Director/Screenplay – Damian McCarthy, Producers – Katie Holly, Evan Horan, Mette-Marie Kongsved & Laura Tunstall, Photography – Colm Hogan, Music – Richard G. Mitchell, Makeup Design – Ruth O’Rourke, Production Design – Lauren Kelly, Wooden Man Design – Paul McDonnell. Production Company – Nowhere/Keeper Pictures.
Cast
Carolyn Bracken (Dani Timmis/Darcy Odello), Gwilym Lee (Ted Timmis), Caroline Menton (Yana), Tadgh Murphy (Olin Boole), Steve Wall (Ivan), Jonathan French (Declan Barrett)
Plot
Psychiatrist Ted Timmis and his wife Dani have moved into a house outside of Cork. She is spending the night in the house alone when she is visited by Olin Boole, one of Ted’s patients, who warns her that someone is trying to kill her. Dani is then found murdered and Olin is arrested as the killer. One year later, on the anniversary of Dani’s death, her twin sister, the blind Darcy Odello, who runs a shop selling occult curios in the city, comes to visit and insists on staying despite the reluctance of Ted and his new girlfriend Yana. Darcy also brings with her a strange life-size wooden mannequin of a human figure. In the house, Darcy begins to pick up impressions from touched objects and realises that Olin was not Dani’s killer.
Oddity was the second full-length film for Damian McCarthy, who had first appeared with the horror film Caveat (2020) after making a series of short films throughout the 2010s. The film played at a number of international film festivals before being released to the Shudder network.
Oddity is ostensibly a Clairvoyance thriller. There have been a good many of these, which usually tend to being murder mysteries where the clairvoyant is essentially a detective who picks up psychic hunches instead of finds clues. See the likes of see the likes of Baffled! (1972), The Eyes of Charles Sand (1972), Visions (1972), Eyes of Laura Mars (1978) and In Dreams (1999), among others. Most of these are tedious and mundane all but for the central premise. So it is quite a surprise when Damian McCarthy upends the genre as an unfolding mystery where the emphasis is on creating an unsettlingly uncanny mood.

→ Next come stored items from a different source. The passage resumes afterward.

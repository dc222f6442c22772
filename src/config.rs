#![warn(missing_docs)]
//! Configuration of the darkfield analysis.
//!
//! All tunable thresholds of the pipeline are collected in an [`AnalysisConfig`]. The
//! configuration can be read from a YAML file. Missing entries fall back to their defaults.
//! Wavelength-valued settings are stored as [`Length`]s and hence serialized in SI units (meter).
use std::{fmt::Display, fs, path::Path};

use serde::{Deserialize, Serialize};
use strum::EnumIter;
use uom::si::{f64::Length, length::nanometer};

use crate::{
    error::{DfError, DfResult},
    nanometer,
    utils::signal::LowPass,
};

/// Nominal diameter of the nanoparticles of a sample.
///
/// The diameter determines where the coupled mode is expected and hence where the classifier
/// splits a spectrum into its peak regions.
#[derive(Debug, Clone, Copy, PartialEq, Eq, Default, Serialize, Deserialize, EnumIter)]
pub enum NpDiameter {
    /// 40 nm particles
    Nm40,
    /// 50 nm particles
    Nm50,
    /// 60 nm particles
    Nm60,
    /// 70 nm particles
    Nm70,
    /// 80 nm particles
    #[default]
    Nm80,
}
impl NpDiameter {
    /// Returns the diameter for the given size in nanometers.
    ///
    /// # Errors
    ///
    /// This function will return an error if no lookup data exists for the given size.
    pub fn from_nm(size: u32) -> DfResult<Self> {
        match size {
            40 => Ok(Self::Nm40),
            50 => Ok(Self::Nm50),
            60 => Ok(Self::Nm60),
            70 => Ok(Self::Nm70),
            80 => Ok(Self::Nm80),
            _ => Err(DfError::Config(format!(
                "unsupported particle diameter {size} nm, valid values are 40, 50, 60, 70, 80"
            ))),
        }
    }
    /// Returns the diameter in nanometers.
    #[must_use]
    pub const fn nm(self) -> u32 {
        match self {
            Self::Nm40 => 40,
            Self::Nm50 => 50,
            Self::Nm60 => 60,
            Self::Nm70 => 70,
            Self::Nm80 => 80,
        }
    }
    /// Wavelength around which the spectrum is split into weird-peak and coupled-mode region.
    #[must_use]
    pub fn peak_find_midpoint(self) -> Length {
        match self {
            Self::Nm40 => nanometer!(540.0),
            Self::Nm50 => nanometer!(550.0),
            Self::Nm60 => nanometer!(580.0),
            Self::Nm70 => nanometer!(630.0),
            Self::Nm80 => nanometer!(680.0),
        }
    }
    /// Lowest wavelength at which a coupled mode is accepted.
    #[must_use]
    pub fn cm_min_wl(self) -> Length {
        match self {
            Self::Nm40 => nanometer!(500.0),
            Self::Nm50 => nanometer!(520.0),
            Self::Nm60 => nanometer!(540.0),
            Self::Nm70 => nanometer!(560.0),
            Self::Nm80 => nanometer!(580.0),
        }
    }
}
impl Display for NpDiameter {
    fn fmt(&self, f: &mut std::fmt::Formatter<'_>) -> std::fmt::Result {
        write!(f, "{} nm", self.nm())
    }
}

/// Settings of the z-stack condenser and the alignment check.
#[derive(Debug, Clone, PartialEq, Serialize, Deserialize)]
#[serde(default)]
pub struct CondenserConfig {
    /// threshold subtracted from the normalized focal profiles before computing the centroid
    pub threshold: f64,
    /// smoothing of the chromatic aberration curve
    pub centroid_smoothing: LowPass,
    /// wavelength window used for the alignment check
    pub alignment_window: (Length, Length),
    /// smoothing of the per-wavelength totals of the alignment check
    pub alignment_smoothing: LowPass,
    /// maximum number of spectral maxima whose focal profiles are inspected
    pub alignment_columns: usize,
    /// number of neighbouring wavelengths inspected around each maximum (per side)
    pub alignment_neighbours: usize,
    /// half width of the common focal grid the focal profiles are interpolated onto
    pub focal_grid_half_width: f64,
    /// number of points of the common focal grid
    pub focal_grid_points: usize,
    /// number of grid points at either end regarded as outer focal region
    pub focal_edge_points: usize,
    /// particles with an alignment score below this value are regarded as mis-aligned
    pub alignment_threshold: f64,
    /// half span of the synthesized focus axis if the z-stack carries no usable one
    pub default_dz_span: f64,
    /// whether cosmic-ray spikes are removed from the condensed spectra
    pub remove_spikes: bool,
    /// gradient ratio above which a point is regarded as a spike
    pub spike_factor: f64,
}
impl Default for CondenserConfig {
    /// Create a default config for the condenser with the following parameters:
    ///   - threshold: `0.2`
    ///   - centroid smoothing: `900 / 80000`
    ///   - alignment window: `500 nm - 820 nm`
    ///   - alignment smoothing: `1500 / 50000`
    ///   - four columns with two neighbours each
    ///   - focal grid: `-3 ... 3` with `41` points, `10` edge points
    ///   - alignment threshold: `3.6`
    ///   - default dz span: `2.7`
    ///   - spike removal enabled with factor `15`
    fn default() -> Self {
        Self {
            threshold: 0.2,
            centroid_smoothing: LowPass::new(900.0, 80000.0),
            alignment_window: (nanometer!(500.0), nanometer!(820.0)),
            alignment_smoothing: LowPass::new(1500.0, 50000.0),
            alignment_columns: 4,
            alignment_neighbours: 2,
            focal_grid_half_width: 3.0,
            focal_grid_points: 41,
            focal_edge_points: 10,
            alignment_threshold: 3.6,
            default_dz_span: 2.7,
            remove_spikes: true,
            spike_factor: 15.0,
        }
    }
}
impl CondenserConfig {
    /// Checks the consistency of the settings.
    ///
    /// # Errors
    ///
    /// This function will return an error if one of the settings is out of range.
    pub fn validate(&self) -> DfResult<()> {
        if !(0.0..1.0).contains(&self.threshold) {
            return Err(DfError::Config(
                "centroid threshold must be within [0, 1)".into(),
            ));
        }
        check_window(self.alignment_window, "alignment window")?;
        if self.alignment_columns == 0 {
            return Err(DfError::Config(
                "at least one alignment column is needed".into(),
            ));
        }
        if self.focal_grid_points < 2 * self.focal_edge_points + 2 || self.focal_edge_points == 0 {
            return Err(DfError::Config(
                "focal grid must contain edge points on both sides and a central region".into(),
            ));
        }
        if !self.focal_grid_half_width.is_normal() || self.focal_grid_half_width < 0.0 {
            return Err(DfError::Config(
                "focal grid half width must be positive".into(),
            ));
        }
        if !self.default_dz_span.is_normal() || self.default_dz_span < 0.0 {
            return Err(DfError::Config("default dz span must be positive".into()));
        }
        if !self.spike_factor.is_finite() || self.spike_factor <= 1.0 {
            return Err(DfError::Config("spike factor must be larger than one".into()));
        }
        Ok(())
    }
}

Caroline Menton (l) and blind psychic Carolyn Bracken (r) at the table with the wooden man
Oddity is a film where Damian McCarthy generates some really quite spooky atmosphere in no time at all. The scenes where Carolyn Bracken’s Dani is spending the night inside the tent and masked figures abruptly pop out at her leaves you starting in your seat. There is a reasonable tension generated around the prologue scenes where patient Tadgh Murphy turns up at the door – interestingly, McCarthy never shows us the attack itself, although this is to leave uncertainty about what happened and who did what for later in the film. And in the midst of proceedings, we are introduced to the uncanny figure of the wooden man with its mouth open and a series of personal objects placed in the holes in its head, where the wooden figure is sometimes unnervingly seen with its head tilted back in a scream or looking up at people on the balcony overhead.
The film becomes particularly eerie when Carolyn Bracken’s Darcy settles into the house with the wooden man sitting at one end of the table and she still with hands splayed and head down seemingly asleep at the other end – both are motionless, but there is such a sense of the uncanny that you keep expecting either to move at any moment. This also becomes the point that the film starts to introduce some twists on what we know as Darcy unveils her clairvoyant abilities and starts to pick up impressions. The latter quarter of the show proceeds less interestingly in the direction of wrapping up the thriller, although Damian McCarthy still manages to deliver an unnerving final shot to the film.
(Nominee for Best Director (Damian McCarthy) at this site’s Best of 2024 Awards).